Rosita Boland wrote a gut-wrenching feature about Ann Lovett in The Irish Timesa few days ago. Reading again of the death of Ann, reminding myself of the circumstances in which she and her baby died, was like hearing the story for the first time. Let us dwell on that scene in the field beside the grotto. Let us together imagine her pain, her agony. Let us consider the pitiful loneliness of a young girl, alone, beside a grotto, in the pouring rain, giving birth in her school uniform. Ann Lovett was found drenched and in a state of deep shock, close to death, with cut hands and knees at a blood-drenched scene under the gaze of a statue of the Virgin Mary.

Let us call a spade a spade. By opposing repeal, one gives tacit approval to scenarios of human tragedy like this. As writer Sinéad Gleeson commented in response to the piece, "there are plenty of people in Ireland who would still prefer children to give birth than access safe and legal abortion." It is a chilling statement that angers me. She says it like it is. Shame on us as a nation. As we approach 6 April, the date which would have been Ann Lovett's 50th birthday, I would love to be able to say, "Thank God it is not like that anymore in this State." However, I am just not sure that a God so lacking in compassion deserves allegiance on this issue. To those who claim to be opposed to repeal on religious grounds because of the teachings of the church, I have to ask is this the same church, the same one with its all-male hierarchy, that, in recent weeks failed to come out and publicly renounce a senior international member of its clergy who said he would go to jail rather than give information about the confessions of paedophile abusers. Is this okay because it is in His name, as the Christian mantra goes? To that, I say in her name.

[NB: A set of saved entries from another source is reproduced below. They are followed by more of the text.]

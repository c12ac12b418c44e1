//! Workspace placeholder crate.
//!
//! This crate exists to expose shared feature flags that map to the individual
//! workspace crates (currently `core-service`). Host integrations can depend on
//! `file-search-workspace` and enable the documented features without wiring
//! each crate individually.

#[cfg(feature = "desktop-shims")]
pub use core_service as service;
//! # Desktop Bridge Implementations
//!
//! Default implementations of bridge traits for running the sync core as a
//! standalone process (macOS, Windows, Linux).
//!
//! ## Overview
//!
//! - `HttpClient` using `reqwest`
//! - `SettingsStore` using SQLite-backed key-value store
//!
//! The product catalog always comes from the host and has no desktop default.
//!
//! ## Usage
//!
//! ```ignore
//! use bridge_desktop::{ReqwestHttpClient, SqliteSettingsStore};
//!
//! #[tokio::main]
//! async fn main() -> bridge_traits::error::Result<()> {
//!     let http_client = ReqwestHttpClient::new()?;
//!     let settings = SqliteSettingsStore::new("data/settings.db".into()).await?;
//!
//!     // Use in core configuration
//!     Ok(())
//! }
//! ```

mod http;
mod settings;

pub use http::ReqwestHttpClient;
pub use settings::SqliteSettingsStore;
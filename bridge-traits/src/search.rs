//! Remote File Search Abstraction
//!
//! Contract for a hosted semantic-search store holding one plain-text
//! document per product. Implemented by `provider-gemini`.

use async_trait::async_trait;
use serde::{Deserialize, Serialize};

use crate::document_id::DocumentId;
use crate::error::Result;

/// Remote store holding indexed documents
#[derive(Debug, Clone, PartialEq, Eq, Serialize, Deserialize)]
pub struct RemoteStore {
    /// Full resource name (`fileSearchStores/{id}`)
    pub name: String,
    pub display_name: Option<String>,
    /// RFC 3339 creation time as reported by the service
    pub create_time: Option<String>,
}

/// Document entry returned by a list call
#[derive(Debug, Clone, PartialEq, Eq, Serialize, Deserialize)]
pub struct RemoteDocument {
    pub id: DocumentId,
    pub display_name: Option<String>,
}

/// One page of a document listing
#[derive(Debug, Clone, Default, PartialEq, Eq)]
pub struct DocumentPage {
    pub documents: Vec<RemoteDocument>,
    /// Token for the next page; `None` on the last page
    pub next_page_token: Option<String>,
}

/// Retrieved passage attached to a generated answer
#[derive(Debug, Clone, PartialEq, Eq, Serialize, Deserialize)]
pub struct GroundingChunk {
    pub text: String,
    pub title: Option<String>,
    pub uri: Option<String>,
}

/// Model answer grounded on a store
#[derive(Debug, Clone, Default, PartialEq, Serialize, Deserialize)]
pub struct GroundedAnswer {
    pub text: String,
    pub chunks: Vec<GroundingChunk>,
    /// Raw grounding metadata as returned by the service
    pub grounding_metadata: Option<serde_json::Value>,
}

/// File search provider trait
///
/// Every call is a single attempt; callers decide whether to try again.
///
/// # Example
///
/// ```ignore
/// use bridge_traits::search::FileSearchProvider;
///
/// async fn index(provider: &dyn FileSearchProvider, store: &str, text: &str) -> Result<String> {
///     let id = provider.create_document(store, "Producto: Red Shoe", text).await?;
///     Ok(id.to_string())
/// }
/// ```
#[async_trait]
pub trait FileSearchProvider: Send + Sync {
    /// Create a new store, returning its resource name
    async fn create_store(&self, display_name: &str) -> Result<RemoteStore>;

    /// List stores visible to the configured credentials
    async fn list_stores(&self) -> Result<Vec<RemoteStore>>;

    /// Delete a store
    async fn delete_store(&self, store_id: &str) -> Result<()>;

    /// Upload `content` as a new plain-text document.
    ///
    /// The returned id is always in document form.
    async fn create_document(
        &self,
        store_id: &str,
        display_name: &str,
        content: &str,
    ) -> Result<DocumentId>;

    /// Replace a document: delete the old one, then create a new one in the
    /// store that owned it.
    async fn update_document(
        &self,
        document_id: &DocumentId,
        display_name: &str,
        content: &str,
    ) -> Result<DocumentId>;

    /// Delete a document together with its chunks
    async fn delete_document(&self, document_id: &DocumentId) -> Result<()>;

    /// Fetch one page of documents in a store
    async fn list_documents(
        &self,
        store_id: &str,
        page_token: Option<String>,
    ) -> Result<DocumentPage>;

    /// Retrieve passages relevant to `query`
    async fn query(&self, store_id: &str, query: &str, max_results: usize)
        -> Result<Vec<GroundingChunk>>;

    /// Generate an answer to `prompt` grounded on the store
    async fn generate_with_search(&self, store_id: &str, prompt: &str) -> Result<GroundedAnswer>;

    /// Check that the credentials are accepted
    async fn test_connection(&self) -> Result<bool>;
}
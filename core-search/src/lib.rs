//! # Search Module
//!
//! Semantic and AI-assisted product search over the File Search store
//! kept up to date by `core-sync`.
//!
//! Each retrieved chunk is mapped back to a catalog product through the
//! `ID del producto:` line the content builder writes.

pub mod error;
pub mod results;
pub mod service;

pub use error::{Result, SearchError};
pub use results::{AiSearchResponse, ProductResult, SearchResponse};
pub use service::{SearchService, DEFAULT_LIMIT};
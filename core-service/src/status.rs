//! Read models returned by the status and store management operations

use bridge_traits::catalog::ProductId;
use bridge_traits::document_id::DocumentId;
use bridge_traits::search::RemoteStore;
use core_sync::{BulkSyncReport, SyncRecord};
use serde::{Deserialize, Serialize};

/// Remote store with the number of products synced into it locally
#[derive(Debug, Clone, PartialEq, Eq, Serialize, Deserialize)]
pub struct StoreSummary {
    pub store: RemoteStore,
    /// Distinct products with a successful sync row under this store
    pub local_products: i64,
    pub active: bool,
}

#[derive(Debug, Clone, PartialEq, Eq, Serialize, Deserialize)]
pub struct StoreOverview {
    pub stores: Vec<StoreSummary>,
    pub active_store: Option<String>,
}

/// A document the sync log says lives in a store
#[derive(Debug, Clone, PartialEq, Eq, Serialize, Deserialize)]
pub struct LocalDocument {
    pub document_id: String,
    pub product_id: ProductId,
    /// `None` once the product has been deleted from the catalog
    pub product_name: Option<String>,
    pub synced_at: i64,
}

impl LocalDocument {
    pub fn product_exists(&self) -> bool {
        self.product_name.is_some()
    }
}

/// Where a product stands with respect to the remote store
#[derive(Debug, Clone, PartialEq, Eq, Serialize, Deserialize)]
pub struct ProductSyncStatus {
    pub product_id: ProductId,
    pub document_id: Option<DocumentId>,
    pub last_synced_at: Option<i64>,
    /// Most recent log row, success or failure
    pub latest: Option<SyncRecord>,
}

impl ProductSyncStatus {
    pub fn is_synced(&self) -> bool {
        self.document_id.is_some()
    }
}

/// Last completed bulk sync
#[derive(Debug, Clone, PartialEq, Eq, Serialize, Deserialize)]
pub struct LastBulkSync {
    pub completed_at: i64,
    /// `None` when the stored report could not be read back
    pub report: Option<BulkSyncReport>,
}
//! # Runtime Settings
//!
//! Options the host keeps in its key-value store. They are read at the start
//! of every operation so changes made by an administrator apply immediately.

use crate::error::{Error, Result};
use bridge_traits::storage::SettingsStore;
use serde::{Deserialize, Serialize};

/// Setting keys
pub mod keys {
    pub const GEMINI_API_KEY: &str = "gemini_api_key";
    pub const FILE_SEARCH_STORE_ID: &str = "file_search_store_id";
    pub const SYNC_ON_SAVE: &str = "sync_on_save";
    pub const LAST_BULK_SYNC_AT: &str = "last_bulk_sync_at";
    pub const LAST_BULK_SYNC_REPORT: &str = "last_bulk_sync_report";
}

/// Snapshot of the host options relevant to syncing
#[derive(Debug, Clone, PartialEq, Eq)]
pub struct RuntimeSettings {
    /// Gemini API key; `None` when unset or blank
    pub api_key: Option<String>,
    /// Active File Search store; `None` when unset or blank
    pub store_id: Option<String>,
    /// Sync products automatically when they are saved
    pub sync_on_save: bool,
}

impl Default for RuntimeSettings {
    fn default() -> Self {
        Self {
            api_key: None,
            store_id: None,
            sync_on_save: true,
        }
    }
}

impl RuntimeSettings {
    /// Read the current options from the settings store
    pub async fn load(store: &dyn SettingsStore) -> Result<Self> {
        let api_key = non_blank(store.get_string(keys::GEMINI_API_KEY).await?);
        let store_id = non_blank(store.get_string(keys::FILE_SEARCH_STORE_ID).await?);
        let sync_on_save = store.get_bool(keys::SYNC_ON_SAVE).await?.unwrap_or(true);

        Ok(Self {
            api_key,
            store_id,
            sync_on_save,
        })
    }

    pub fn require_api_key(&self) -> Result<&str> {
        self.api_key.as_deref().ok_or_else(|| {
            Error::Config(format!(
                "Gemini API key is not configured. Set the '{}' option.",
                keys::GEMINI_API_KEY
            ))
        })
    }

    pub fn require_store_id(&self) -> Result<&str> {
        self.store_id.as_deref().ok_or_else(|| {
            Error::Config(format!(
                "No File Search store is configured. Create one or set the '{}' option.",
                keys::FILE_SEARCH_STORE_ID
            ))
        })
    }

    /// Make `store_id` the active store
    pub async fn set_active_store(store: &dyn SettingsStore, store_id: &str) -> Result<()> {
        store
            .set_string(keys::FILE_SEARCH_STORE_ID, store_id)
            .await?;
        Ok(())
    }
}

/// Last completed bulk sync as persisted in the settings store
#[derive(Debug, Clone, PartialEq, Eq, Serialize, Deserialize)]
pub struct BulkSyncStamp {
    /// Completion time, Unix seconds
    pub completed_at: i64,
    /// JSON-encoded report
    pub report: String,
}

impl BulkSyncStamp {
    pub async fn save(&self, store: &dyn SettingsStore) -> Result<()> {
        store
            .set_i64(keys::LAST_BULK_SYNC_AT, self.completed_at)
            .await?;
        store
            .set_string(keys::LAST_BULK_SYNC_REPORT, &self.report)
            .await?;
        Ok(())
    }

    pub async fn load(store: &dyn SettingsStore) -> Result<Option<Self>> {
        let Some(completed_at) = store.get_i64(keys::LAST_BULK_SYNC_AT).await? else {
            return Ok(None);
        };
        let report = store
            .get_string(keys::LAST_BULK_SYNC_REPORT)
            .await?
            .unwrap_or_default();

        Ok(Some(Self {
            completed_at,
            report,
        }))
    }
}

fn non_blank(value: Option<String>) -> Option<String> {
    value
        .map(|v| v.trim().to_string())
        .filter(|v| !v.is_empty())
}
//! Result shapes returned to search callers.

use bridge_traits::catalog::{Product, ProductId};
use core_sync::content::strip_html;
use serde::{Deserialize, Serialize};

/// Words kept in a result's description
pub const DESCRIPTION_WORDS: usize = 50;

/// Characters of the matching passage kept in `matched_text`
pub const MATCHED_TEXT_CHARS: usize = 200;

/// Product as shown in search results
#[derive(Debug, Clone, PartialEq, Serialize, Deserialize)]
pub struct ProductResult {
    pub id: ProductId,
    pub name: String,
    pub sku: String,
    pub price: String,
    pub regular_price: String,
    pub sale_price: String,
    /// Plain text, cut to [`DESCRIPTION_WORDS`] words
    pub description: String,
    pub short_description: String,
    pub permalink: String,
    /// Empty when the product has no image
    pub image: String,
    pub stock_status: String,
    pub in_stock: bool,
    pub categories: Vec<String>,
    pub tags: Vec<String>,

    #[serde(default, skip_serializing_if = "Option::is_none")]
    pub relevance_score: Option<f32>,

    #[serde(default, skip_serializing_if = "Option::is_none")]
    pub matched_text: Option<String>,
}

impl ProductResult {
    pub fn from_product(product: &Product) -> Self {
        Self {
            id: product.id,
            name: product.name.clone(),
            sku: product.sku.clone(),
            price: product.price.clone(),
            regular_price: product.regular_price.clone(),
            sale_price: product.sale_price.clone(),
            description: trim_words(&strip_html(&product.description), DESCRIPTION_WORDS),
            short_description: strip_html(&product.short_description),
            permalink: product.permalink.clone(),
            image: product.image_url.clone().unwrap_or_default(),
            stock_status: product.stock_status.as_str().to_string(),
            in_stock: product.stock_status.is_in_stock(),
            categories: product.categories.clone(),
            tags: product.tags.clone(),
            relevance_score: None,
            matched_text: None,
        }
    }

    /// Attach the passage that matched
    pub fn with_match(mut self, passage: &str) -> Self {
        // The service exposes no score; every hit ranks the same
        self.relevance_score = Some(1.0);
        self.matched_text = Some(passage.chars().take(MATCHED_TEXT_CHARS).collect());
        self
    }
}

/// Response of a semantic search
#[derive(Debug, Clone, PartialEq, Serialize, Deserialize)]
pub struct SearchResponse {
    pub query: String,
    pub total_results: usize,
    pub products: Vec<ProductResult>,
}

/// Response of an AI search
#[derive(Debug, Clone, PartialEq, Serialize, Deserialize)]
pub struct AiSearchResponse {
    pub query: String,
    pub ai_text: String,
    pub products: Vec<ProductResult>,
    pub grounding_metadata: Option<serde_json::Value>,
}

/// Keep the first `max_words` words, ending with `…` when text was dropped
pub fn trim_words(text: &str, max_words: usize) -> String {
    let words: Vec<&str> = text.split_whitespace().collect();
    if words.len() > max_words {
        format!("{}…", words[..max_words].join(" "))
    } else {
        words.join(" ")
    }
}
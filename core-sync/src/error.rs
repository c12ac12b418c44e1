use bridge_traits::catalog::ProductId;
use bridge_traits::error::BridgeError;
use thiserror::Error;

#[derive(Error, Debug)]
pub enum SyncError {
    #[error("Configuration error: {0}")]
    Configuration(String),

    #[error("Product {product_id} is not valid or not published")]
    InvalidProduct { product_id: ProductId },

    #[error("Provider error: {0}")]
    Provider(#[from] BridgeError),

    #[error("Sync of product {product_id} already failed in this run: {message}")]
    AlreadyFailed {
        product_id: ProductId,
        message: String,
    },

    #[error("Invalid sync status: {0}")]
    InvalidStatus(String),

    #[error("Invalid sync action: {0}")]
    InvalidAction(String),

    #[error("Database error: {0}")]
    Database(String),
}

impl SyncError {
    /// Only transport failures are worth retrying
    pub fn is_retryable(&self) -> bool {
        matches!(self, SyncError::Provider(e) if e.is_transport())
    }

    /// Message written to the sync log
    pub fn log_message(&self) -> String {
        match self {
            SyncError::Provider(e) => e.log_message(),
            other => other.to_string(),
        }
    }
}

impl From<core_runtime::Error> for SyncError {
    fn from(error: core_runtime::Error) -> Self {
        match error {
            core_runtime::Error::Settings(e) => SyncError::Provider(e),
            other => SyncError::Configuration(other.to_string()),
        }
    }
}

pub type Result<T> = std::result::Result<T, SyncError>;
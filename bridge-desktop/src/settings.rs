//! Settings Storage using SQLite

use async_trait::async_trait;
use bridge_traits::{
    error::{BridgeError, Result},
    storage::SettingsStore,
};
use chrono::Utc;
use sqlx::{sqlite::SqlitePool, Row};
use std::path::PathBuf;
use tracing::{debug, error};

const CREATE_SETTINGS_TABLE: &str = r#"
    CREATE TABLE IF NOT EXISTS settings (
        key TEXT PRIMARY KEY,
        value TEXT NOT NULL,
        value_type TEXT NOT NULL,
        updated_at INTEGER NOT NULL
    )
"#;

/// SQLite-backed settings store implementation
///
/// Stands in for the host's option table when the core runs outside a CMS.
/// Values are stored as text together with their type tag.
pub struct SqliteSettingsStore {
    pool: SqlitePool,
}

impl SqliteSettingsStore {
    /// Create a new settings store with the given database path
    pub async fn new(db_path: PathBuf) -> Result<Self> {
        if let Some(parent) = db_path.parent() {
            tokio::fs::create_dir_all(parent)
                .await
                .map_err(BridgeError::Io)?;
        }

        // SQLite URLs want forward slashes
        let path_str = db_path.to_string_lossy().replace('\\', "/");
        let db_url = format!("sqlite://{}?mode=rwc", path_str);

        let pool = SqlitePool::connect(&db_url)
            .await
            .map_err(|e| BridgeError::DatabaseError(format!("Failed to connect to DB: {}", e)))?;

        let store = Self::with_pool(pool).await?;
        debug!(path = ?db_path, "Initialized settings store");
        Ok(store)
    }

    /// Create an in-memory settings store (for testing)
    pub async fn in_memory() -> Result<Self> {
        let pool = sqlx::sqlite::SqlitePoolOptions::new()
            .max_connections(1)
            .connect("sqlite::memory:")
            .await
            .map_err(|e| BridgeError::DatabaseError(format!("Failed to connect to DB: {}", e)))?;

        Self::with_pool(pool).await
    }

    /// Use an existing pool, creating the settings table if needed
    pub async fn with_pool(pool: SqlitePool) -> Result<Self> {
        sqlx::query(CREATE_SETTINGS_TABLE)
            .execute(&pool)
            .await
            .map_err(|e| BridgeError::DatabaseError(format!("Failed to create table: {}", e)))?;

        Ok(Self { pool })
    }

    async fn set_value(&self, key: &str, value: &str, value_type: &str) -> Result<()> {
        sqlx::query(
            r#"
            INSERT INTO settings (key, value, value_type, updated_at)
            VALUES (?, ?, ?, ?)
            ON CONFLICT(key) DO UPDATE SET
                value = excluded.value,
                value_type = excluded.value_type,
                updated_at = excluded.updated_at
            "#,
        )
        .bind(key)
        .bind(value)
        .bind(value_type)
        .bind(Utc::now().timestamp())
        .execute(&self.pool)
        .await
        .map_err(|e| BridgeError::DatabaseError(format!("Failed to set setting: {}", e)))?;

        debug!(key = key, value_type = value_type, "Stored setting");
        Ok(())
    }

    /// Get a value and verify its type
    async fn get_value(&self, key: &str, expected_type: &str) -> Result<Option<String>> {
        let row = sqlx::query("SELECT value, value_type FROM settings WHERE key = ?")
            .bind(key)
            .fetch_optional(&self.pool)
            .await
            .map_err(|e| BridgeError::DatabaseError(format!("Failed to get setting: {}", e)))?;

        match row {
            Some(row) => {
                let value: String = row.get(0);
                let value_type: String = row.get(1);

                if value_type != expected_type {
                    error!(
                        key = key,
                        expected = expected_type,
                        actual = value_type,
                        "Type mismatch"
                    );
                    return Err(BridgeError::OperationFailed(format!(
                        "Type mismatch for {}: expected {}, got {}",
                        key, expected_type, value_type
                    )));
                }

                Ok(Some(value))
            }
            None => Ok(None),
        }
    }

    fn parse<T: std::str::FromStr>(key: &str, raw: String) -> Result<T>
    where
        T::Err: std::fmt::Display,
    {
        raw.parse().map_err(|e: T::Err| {
            BridgeError::OperationFailed(format!("Parse error for {}: {}", key, e))
        })
    }
}

#[async_trait]
impl SettingsStore for SqliteSettingsStore {
    async fn set_string(&self, key: &str, value: &str) -> Result<()> {
        self.set_value(key, value, "string").await
    }

    async fn get_string(&self, key: &str) -> Result<Option<String>> {
        self.get_value(key, "string").await
    }

    async fn set_bool(&self, key: &str, value: bool) -> Result<()> {
        self.set_value(key, &value.to_string(), "bool").await
    }

    async fn get_bool(&self, key: &str) -> Result<Option<bool>> {
        self.get_value(key, "bool")
            .await?
            .map(|raw| Self::parse(key, raw))
            .transpose()
    }

    async fn set_i64(&self, key: &str, value: i64) -> Result<()> {
        self.set_value(key, &value.to_string(), "i64").await
    }

    async fn get_i64(&self, key: &str) -> Result<Option<i64>> {
        self.get_value(key, "i64")
            .await?
            .map(|raw| Self::parse(key, raw))
            .transpose()
    }

    async fn delete(&self, key: &str) -> Result<()> {
        sqlx::query("DELETE FROM settings WHERE key = ?")
            .bind(key)
            .execute(&self.pool)
            .await
            .map_err(|e| BridgeError::DatabaseError(format!("Failed to delete setting: {}", e)))?;

        debug!(key = key, "Deleted setting");
        Ok(())
    }

    async fn has_key(&self, key: &str) -> Result<bool> {
        let row = sqlx::query("SELECT 1 FROM settings WHERE key = ?")
            .bind(key)
            .fetch_optional(&self.pool)
            .await
            .map_err(|e| BridgeError::DatabaseError(format!("Failed to check key: {}", e)))?;

        Ok(row.is_some())
    }

    async fn list_keys(&self) -> Result<Vec<String>> {
        let rows = sqlx::query("SELECT key FROM settings ORDER BY key")
            .fetch_all(&self.pool)
            .await
            .map_err(|e| BridgeError::DatabaseError(format!("Failed to list keys: {}", e)))?;

        Ok(rows.into_iter().map(|row| row.get(0)).collect())
    }
}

I appeal, in her name, to people to have compassion and common sense, to acknowledge the reality of the Ireland we live in today, where women will make their own decisions with or without support, but without support will continue to take risks in those decisions. I say it in her name, in Ann Lovett's name, in Savita Halappanavar's name. I say it in the names of the countless unnamed women and girls who leave our shores every day. I say it in the names of the women whose pregnancies are tainted by trauma and heartache, the women and girls who have been raped, the women and girls whose foetuses are deemed to be incompatible with life. I say it in the names of the women who are pressing the "Pay Now" buttons on their laptops, ordering abortion pills. I say it in the names of the medical staff whose hands are tied, who cannot make sensible and life-saving interventions because of the ridiculous and inhumane restrictions the current eighth amendment puts on them and their patients, the women they cannot fully treat, the women whose decisions are made more traumatic, more heart-breaking, more dangerous, more life-threatening by the current situation.

In her name, in their names, I ask Senators to respect women and their bodies. I ask them to vote to repeal Article 40.3.3°, to repeal the eighth amendment. I ask them to vote, whatever their personal opinion, in her name, in their names, in the names of women and girls in the past, in the names of women and girls in the present, in the names of the women and girls who will continue to access abortion services into the future. I ask them to vote for compassion, for common sense, for the reality of what is already happening. I ask them to vote for repeal, for choice and for women.